01-17-2015, 12:44 PM
(This post was last modified: 01-17-2015, 12:46 PM by DocWils.)
If you must sleep on your side, you need a good mattress that correctly conforms to your body shape in each position - and yes ,after lots of testing, water beds are about the best we have found, but there are lots of spring mattresses and air enforced mattresses that also do a great job, and even multifoam mattresses, although I am not a fan of them. How do we know this? We developed a probe that follows the spine's alignment top to bottom and measures pressure and torsion as well, and tested 14 types of mattresses with our subjects, working with osteopaths and chiropractors and my ortho department to determine which sort of mattresses worked best with which sort of body types, and used a saline flotation tank as the reference device. One thing that became clear is that all mattresses need to be adjusted to the weight of the user and according to where each portion of their body is, so the shoulder and hips have more give than the mid section, for instance, and in Switzerland, you can get that done, so that one side of the bed is adjusted for the wife and the other side for the husband, for instance - it costs more, but for a 20 year investment, it is worth it. Another thing is that for side sleeping, besides having enough give in shoulder, a proper set of pillows are advised, so that the neck and head are in correct alignment to the shoulder girdle (this also affects quality of sleep and AHI, we have found). Beyond that, we have determined best technologies and types. This data (around 15 years old now) has since been used by various manufacturers to fine tune their offerings and improve their product line, such that certain manufactures now conform, within their own speciality area of manufacture, better to orthopaedic needs. But there is always variance according to body type and weight, and you need to get the right mattress for your body and weight. Same with pillows ( I am very strong on feather pillows, because they can more easily conform to head and neck than foam can, but there are new classes of foam that replicate goose down qualities now on the market, and these work very well as well).

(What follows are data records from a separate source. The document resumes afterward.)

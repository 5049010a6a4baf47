//! Identifier type for reorderable entities.

use serde::{Deserialize, Serialize};
use std::borrow::Borrow;
use std::fmt;
use uuid::Uuid;

/// Opaque, collection-unique identifier of an entity.
///
/// Ids are compared as plain strings. Callers that mint their own entities
/// can use [`EntityId::generate`], which embeds a timestamp (UUID v7).
#[derive(Debug, Clone, PartialEq, Eq, Hash, PartialOrd, Ord, Serialize, Deserialize)]
#[serde(transparent)]
pub struct EntityId(String);

impl EntityId {
    /// Wraps an existing id string.
    #[must_use]
    pub fn new(id: impl Into<String>) -> Self {
        Self(id.into())
    }

    /// Creates a fresh, time-ordered id.
    #[must_use]
    pub fn generate() -> Self {
        Self(Uuid::now_v7().to_string())
    }

    /// Returns the id as a string slice.
    #[must_use]
    pub fn as_str(&self) -> &str {
        &self.0
    }

    /// Consumes the id, returning the underlying string.
    #[must_use]
    pub fn into_inner(self) -> String {
        self.0
    }
}

impl fmt::Display for EntityId {
    fn fmt(&self, f: &mut fmt::Formatter<'_>) -> fmt::Result {
        f.write_str(&self.0)
    }
}

impl From<&str> for EntityId {
    fn from(id: &str) -> Self {
        Self(id.to_owned())
    }
}

impl From<String> for EntityId {
    fn from(id: String) -> Self {
        Self(id)
    }
}

impl From<Uuid> for EntityId {
    fn from(id: Uuid) -> Self {
        Self(id.to_string())
    }
}

impl Borrow<str> for EntityId {
    fn borrow(&self) -> &str {
        &self.0
    }
}

impl AsRef<str> for EntityId {
    fn as_ref(&self) -> &str {
        &self.0
    }
}

impl PartialEq<str> for EntityId {
    fn eq(&self, other: &str) -> bool {
        self.0 == other
    }
}

impl PartialEq<&str> for EntityId {
    fn eq(&self, other: &&str) -> bool {
        self.0 == *other
    }
}
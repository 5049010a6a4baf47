//! Base64 keyspace: unbounded fractional keys over a 64-digit alphabet.
//!
//! A key `d1 d2 ... dn` reads as the base-64 fraction `0.d1d2...dn`. The
//! alphabet is listed in ascending ASCII order, so comparing two keys as
//! strings gives the same answer as comparing the fractions they encode.
//!
//! Keys never end with the zero digit (`-`). Without that rule `k` and `k-`
//! would be distinct strings with no string between them, and the keyspace
//! could run out of room. With it, a strict midpoint always exists: at worst
//! the new key is one digit longer than the longer bound.

use crate::{KeyspaceKind, SortKeyProvider};
use ordinal_types::{Error, Result, SortKey};
use rand::Rng;
use tracing::trace;

/// The 64 digits in ascending order. A digit's value is its index.
pub const ALPHABET: &[u8; 64] = b"-0123456789ABCDEFGHIJKLMNOPQRSTUVWXYZ_abcdefghijklmnopqrstuvwxyz";

const BASE: u16 = 64;

/// Maps an alphabet character to its digit value.
fn digit_value(c: u8) -> Option<u8> {
    match c {
        b'-' => Some(0),
        b'0'..=b'9' => Some(c - b'0' + 1),
        b'A'..=b'Z' => Some(c - b'A' + 11),
        b'_' => Some(37),
        b'a'..=b'z' => Some(c - b'a' + 38),
        _ => None,
    }
}

/// Provider for the Base64 keyspace.
///
/// With jitter enabled the new digit is drawn from the middle half of the
/// available gap instead of its exact centre, so two writers splitting the
/// same gap at once are unlikely to produce the same key.
#[derive(Debug, Clone, Copy, Default, PartialEq, Eq)]
pub struct Base64Keyspace {
    jitter: bool,
}

impl Base64Keyspace {
    /// Deterministic midpoints.
    #[must_use]
    pub const fn new() -> Self {
        Self { jitter: false }
    }

    /// Randomised midpoints.
    #[must_use]
    pub const fn with_jitter() -> Self {
        Self { jitter: true }
    }

    #[must_use]
    pub const fn jitter(&self) -> bool {
        self.jitter
    }

    /// Decodes a key into digit values, rejecting anything outside the keyspace.
    fn digits(key: &SortKey) -> Result<Vec<u8>> {
        let invalid = |reason: &str| Error::InvalidKey {
            key: key.clone(),
            reason: reason.to_owned(),
        };

        if key.is_empty() {
            return Err(invalid("key is empty"));
        }
        let digits = key
            .as_bytes()
            .iter()
            .map(|&c| digit_value(c))
            .collect::<Option<Vec<u8>>>()
            .ok_or_else(|| invalid("character outside the base64 alphabet"))?;
        if digits.last() == Some(&0) {
            return Err(invalid("key ends with the zero digit '-'"));
        }
        Ok(digits)
    }

    fn encode(digits: &[u8]) -> SortKey {
        let text: String = digits
            .iter()
            .map(|&d| char::from(ALPHABET[usize::from(d)]))
            .collect();
        SortKey::new(text)
    }

    /// Chooses a digit strictly between `lo` and `hi`, which differ by at least two.
    fn pick(&self, lo: u16, hi: u16) -> u8 {
        let digit = if self.jitter {
            let margin = ((hi - lo) / 4).max(1);
            rand::thread_rng().gen_range(lo + margin..=hi - margin)
        } else {
            (lo + hi) / 2
        };
        // Both bounds are at most BASE, so the digit fits.
        digit as u8
    }

    /// Computes digits strictly between `lower` and `upper`.
    ///
    /// `lower` may be empty (no floor); `upper` of `None` means no ceiling.
    /// Requires `lower < upper` and neither ending in a zero digit.
    fn midpoint(&self, mut lower: &[u8], mut upper: Option<&[u8]>) -> Vec<u8> {
        let mut out = Vec::with_capacity(lower.len().max(upper.map_or(0, <[u8]>::len)) + 1);

        loop {
            if let Some(up) = upper {
                // Shared prefix, reading a short lower bound as padded with zeros.
                let shared = up
                    .iter()
                    .enumerate()
                    .take_while(|&(i, &d)| lower.get(i).copied().unwrap_or(0) == d)
                    .count();
                out.extend_from_slice(&up[..shared]);
                lower = lower.get(shared..).unwrap_or(&[]);
                upper = Some(&up[shared..]);
            }

            let lo = lower.first().map_or(0, |&d| u16::from(d));
            let hi = upper
                .and_then(|up| up.first())
                .map_or(BASE, |&d| u16::from(d));

            if hi > lo + 1 {
                out.push(self.pick(lo, hi));
                return out;
            }

            match upper {
                // The upper key continues past this digit, so its first digit
                // alone already sorts below it and above `lower`.
                Some(up) if up.len() > 1 => {
                    out.push(up[0]);
                    return out;
                }
                _ => {
                    out.push(lo as u8);
                    lower = lower.get(1..).unwrap_or(&[]);
                    upper = None;
                }
            }
        }
    }
}

impl SortKeyProvider for Base64Keyspace {
    fn kind(&self) -> KeyspaceKind {
        KeyspaceKind::Base64
    }

    fn validate_key(&self, key: &SortKey) -> Result<()> {
        Self::digits(key).map(|_| ())
    }

    fn key_between(&self, lower: Option<&SortKey>, upper: Option<&SortKey>) -> Result<SortKey> {
        if let (Some(lower), Some(upper)) = (lower, upper) {
            if lower >= upper {
                return Err(Error::InvalidBounds {
                    lower: lower.clone(),
                    upper: upper.clone(),
                });
            }
        }

        let lower_digits = lower.map(Self::digits).transpose()?.unwrap_or_default();
        let upper_digits = upper.map(Self::digits).transpose()?;

        let key = Self::encode(&self.midpoint(&lower_digits, upper_digits.as_deref()));
        trace!(?lower, ?upper, %key, "base64 key generated");
        Ok(key)
    }
}
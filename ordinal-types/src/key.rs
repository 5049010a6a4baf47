//! The sort key stored alongside every entity.

use serde::{Deserialize, Serialize};
use std::fmt;

/// An opaque, totally ordered position value.
///
/// Ordering is byte-lexicographic. Every keyspace in this workspace encodes
/// its keys as ASCII strings whose lexicographic order matches the order the
/// keyspace intends, so a snapshot sorted by `SortKey` is in display order.
#[derive(Clone, PartialEq, Eq, Hash, PartialOrd, Ord, Serialize, Deserialize)]
#[serde(transparent)]
pub struct SortKey(String);

impl SortKey {
    /// Wraps a raw key string without validating it against any keyspace.
    #[must_use]
    pub fn new(key: impl Into<String>) -> Self {
        Self(key.into())
    }

    #[must_use]
    pub fn as_str(&self) -> &str {
        &self.0
    }

    #[must_use]
    pub fn as_bytes(&self) -> &[u8] {
        self.0.as_bytes()
    }

    #[must_use]
    pub fn len(&self) -> usize {
        self.0.len()
    }

    #[must_use]
    pub fn is_empty(&self) -> bool {
        self.0.is_empty()
    }

    #[must_use]
    pub fn into_inner(self) -> String {
        self.0
    }
}

impl fmt::Debug for SortKey {
    fn fmt(&self, f: &mut fmt::Formatter<'_>) -> fmt::Result {
        write!(f, "{:?}", self.0)
    }
}

impl fmt::Display for SortKey {
    fn fmt(&self, f: &mut fmt::Formatter<'_>) -> fmt::Result {
        f.write_str(&self.0)
    }
}

impl From<&str> for SortKey {
    fn from(key: &str) -> Self {
        Self(key.to_owned())
    }
}

impl From<String> for SortKey {
    fn from(key: String) -> Self {
        Self(key)
    }
}

impl AsRef<str> for SortKey {
    fn as_ref(&self) -> &str {
        &self.0
    }
}
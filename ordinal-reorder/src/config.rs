//! Reorder configuration.

use ordinal_keys::KeyspaceConfig;
use ordinal_types::Result;
use serde::{Deserialize, Serialize};

/// Per-collection reorder settings.
///
/// ```json
/// { "keyspace": { "kind": "padded_numeric", "width": 12 }, "verify_snapshot": true }
/// ```
#[derive(Debug, Clone, Copy, PartialEq, Eq, Serialize, Deserialize)]
#[serde(default)]
pub struct ReorderConfig {
    /// Keyspace the collection's keys are drawn from. Fixed for the
    /// collection's lifetime.
    pub keyspace: KeyspaceConfig,
    /// Reject snapshots that are not strictly ascending by sort key before
    /// resolving anything.
    pub verify_snapshot: bool,
}

impl Default for ReorderConfig {
    fn default() -> Self {
        Self {
            keyspace: KeyspaceConfig::default(),
            verify_snapshot: true,
        }
    }
}

impl ReorderConfig {
    /// Parses a configuration from JSON. Missing fields take their defaults.
    pub fn from_json(json: &str) -> Result<Self> {
        Ok(serde_json::from_str(json)?)
    }
}
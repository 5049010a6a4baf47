//! The reorder pipeline: resolve, bisect, generate a key, commit once.

use crate::bisector::bisect;
use crate::config::ReorderConfig;
use crate::resolver::resolve_neighbors;
use crate::store::SortKeyStore;
use ordinal_keys::{Keyspace, SortKeyProvider};
use ordinal_types::{EntityId, Error, Ordered, ReorderRequest, Result, SortKey, ensure_ascending};
use tracing::{debug, warn};

/// Errors from [`Reorderer::reorder`].
#[derive(Debug, thiserror::Error)]
pub enum ReorderError<E> {
    /// Validation or key generation failed; nothing was committed.
    #[error(transparent)]
    Ordering(#[from] Error),

    /// The store rejected the write. Carries the store's error as-is.
    #[error(transparent)]
    Commit(E),
}

impl<E> ReorderError<E> {
    /// The ordering error, if the pipeline failed before the commit.
    #[must_use]
    pub fn as_ordering(&self) -> Option<&Error> {
        match self {
            Self::Ordering(err) => Some(err),
            Self::Commit(_) => None,
        }
    }

    /// The store's error, if the commit itself failed.
    #[must_use]
    pub fn into_commit(self) -> Option<E> {
        match self {
            Self::Ordering(_) => None,
            Self::Commit(err) => Some(err),
        }
    }
}

/// Everything the pipeline decided, short of writing it.
#[derive(Debug, Clone, PartialEq, Eq)]
pub struct ReorderPlan {
    pub target_id: EntityId,
    /// Position of the target once the new key is applied.
    pub target_index: usize,
    pub previous_key: SortKey,
    pub new_key: SortKey,
}

/// Runs reorders against collections that share one keyspace.
#[derive(Debug, Clone)]
pub struct Reorderer<P> {
    provider: P,
    verify_snapshot: bool,
}

impl Reorderer<Keyspace> {
    /// Builds a reorderer from configuration.
    pub fn from_config(config: &ReorderConfig) -> Result<Self> {
        Ok(Self::new(config.keyspace.build()?).with_snapshot_verification(config.verify_snapshot))
    }
}

impl<P: SortKeyProvider> Reorderer<P> {
    /// Creates a reorderer that verifies snapshot order before every run.
    #[must_use]
    pub fn new(provider: P) -> Self {
        Self {
            provider,
            verify_snapshot: true,
        }
    }

    /// Turns snapshot order verification on or off.
    #[must_use]
    pub fn with_snapshot_verification(mut self, verify: bool) -> Self {
        self.verify_snapshot = verify;
        self
    }

    #[must_use]
    pub fn provider(&self) -> &P {
        &self.provider
    }

    /// Resolves, bisects and generates the new key without committing.
    pub fn plan<T: Ordered>(&self, entities: &[T], request: &ReorderRequest) -> Result<ReorderPlan> {
        if self.verify_snapshot {
            ensure_ascending(entities)?;
        }

        let neighbors = resolve_neighbors(entities, request)?;
        let bisection = bisect(entities, &neighbors)?;

        let lower = bisection.lower_bound();
        let upper = bisection.upper_bound();
        let new_key = self.provider.key_between(lower, upper).inspect_err(|err| {
            if err.is_keyspace_exhausted() {
                warn!(
                    target_id = %request.target_id,
                    keyspace = %self.provider.kind(),
                    ?lower,
                    ?upper,
                    "no key left between neighbors; the collection needs renumbering"
                );
            }
        })?;

        Ok(ReorderPlan {
            target_id: request.target_id.clone(),
            target_index: bisection.target_index,
            previous_key: bisection.target.sort_key().clone(),
            new_key,
        })
    }

    /// Plans the move and commits the target's new key.
    ///
    /// On success exactly one key was written: the target's. On any error
    /// before the commit, `store` was never called.
    pub fn reorder<T, S>(
        &self,
        entities: &[T],
        request: &ReorderRequest,
        store: &mut S,
    ) -> std::result::Result<ReorderPlan, ReorderError<S::Error>>
    where
        T: Ordered,
        S: SortKeyStore + ?Sized,
    {
        let plan = self.plan(entities, request)?;

        if let Err(err) = store.commit_sort_key(&plan.target_id, &plan.new_key) {
            warn!(target_id = %plan.target_id, new_key = %plan.new_key, error = %err, "sort key commit failed");
            return Err(ReorderError::Commit(err));
        }

        debug!(
            target_id = %plan.target_id,
            target_index = plan.target_index,
            previous_key = %plan.previous_key,
            new_key = %plan.new_key,
            "reorder committed"
        );
        Ok(plan)
    }
}

/// One-shot reorder with an explicit provider and store. Returns the new key.
pub fn reorder<T, P, S>(
    entities: &[T],
    request: &ReorderRequest,
    provider: &P,
    store: &mut S,
) -> std::result::Result<SortKey, ReorderError<S::Error>>
where
    T: Ordered,
    P: SortKeyProvider + ?Sized,
    S: SortKeyStore + ?Sized,
{
    Reorderer::new(provider)
        .reorder(entities, request, store)
        .map(|plan| plan.new_key)
}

Ideally, you should sleep on your back, but that is not an option for many SA patients, so the next best thing is to learn to roll over to each side over the night, the better to distribute the pressure. Sleeping with the lower arm extended 90 degrees from the body rather than under the body or bent up to rest under the head is better, as it relieves some pressure on the shoulder, and so does using a body pillow as it also acts a pressure relief.
I hope that helps.
As for body pillows, I agree with the pressure-relief concept, and it is one of the reasons I love them.
As I am a known chronic tinkerer (see other posts), I have been trying something a bit unconventional lately.
Just before I get to that, I like the contoured memory-foam pillows, and have even tried a memory-foam body pillow in the past, but recently I got a new contoured one in hopes of making turning from side to side more of an option (rather than wrestling with the pillow each time, I put one on each side of me). Well, that didn't work out as well as I had hoped that it would.
But now I have three of the contoured mem-foam pillows. Body pillows have certain positive attributes; men-foam contour pillows have certain positive attributes, but neither have both sets of attributes.
So I got a wild-hair idea a couple weeks ago, and took all 3 of them and zipped them into a body-pillow cover. So the two largest ones lay end to end, and the smaller third one is on top of them, about 2/3rds of the way up. My head goes on the top one (softer); my legs go around the bottom one (firmer), and my arm goes around the middle one (which is on top of the other two, and is "just right"). For whatever reason, this is significantly better than any pillow or combination I have ever tried, especially in how it accommodates the mask. It's like sleeping on a cloud (with Kate Beckinsale).